(Source data)

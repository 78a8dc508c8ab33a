//! Errors raised while assembling records from builders.

/// Specific builder error conditions.
#[derive(Debug, Clone, PartialEq, Eq, Hash, derive_more::Display)]
pub enum BuilderErrorKind {
    /// A required field was never set
    #[display("Missing required field: {}", _0)]
    MissingField(String),

    /// A field was set to a value the type does not accept
    #[display("Invalid field value for '{}': {}", field, reason)]
    InvalidField {
        /// The field name
        field: String,
        /// Reason for invalidity
        reason: String,
    },

    /// Validation failed
    #[display("Validation failed: {}", _0)]
    ValidationFailed(String),
}

/// Builder error with location tracking.
#[derive(Debug, Clone, derive_more::Display, derive_more::Error)]
#[display("Builder Error: {} at line {} in {}", kind, line, file)]
pub struct BuilderError {
    kind: BuilderErrorKind,
    line: u32,
    file: &'static str,
}

impl BuilderError {
    /// Create a new builder error with caller location tracking.
    #[track_caller]
    pub fn new(kind: BuilderErrorKind) -> Self {
        let location = std::panic::Location::caller();
        Self {
            kind,
            line: location.line(),
            file: location.file(),
        }
    }

    /// Get the error kind.
    pub fn kind(&self) -> &BuilderErrorKind {
        &self.kind
    }
}

impl From<String> for BuilderError {
    #[track_caller]
    fn from(msg: String) -> Self {
        Self::new(BuilderErrorKind::ValidationFailed(msg))
    }
}
//! Console tracing setup for the `mediadir` binary.

use tracing::info;
use tracing_subscriber::{EnvFilter, layer::SubscriberExt, util::SubscriberInitExt};

/// Default filter when `RUST_LOG` is unset.
pub const DEFAULT_FILTER: &str = "info,mediadir=debug";

/// Filter directives for the given verbosity.
///
/// `RUST_LOG` wins when set. Otherwise verbose runs log everything at debug.
pub fn env_filter(verbose: bool) -> EnvFilter {
    EnvFilter::try_from_default_env().unwrap_or_else(|_| {
        if verbose {
            EnvFilter::new("debug")
        } else {
            EnvFilter::new(DEFAULT_FILTER)
        }
    })
}

/// Initialize console-only telemetry.
///
/// # Errors
///
/// Returns an error if a global subscriber is already installed.
pub fn init_console_telemetry(verbose: bool) -> Result<(), Box<dyn std::error::Error>> {
    tracing_subscriber::registry()
        .with(env_filter(verbose))
        .with(tracing_subscriber::fmt::layer().with_target(false))
        .try_init()?;

    info!(verbose, "Telemetry initialized");
    Ok(())
}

Aim of the task:
If a line in the entries holds the string "when", copy it.

Response area:
/// Default filter when `RUST_LOG` is unset.
/// `RUST_LOG` wins when set. Otherwise verbose runs log everything at debug.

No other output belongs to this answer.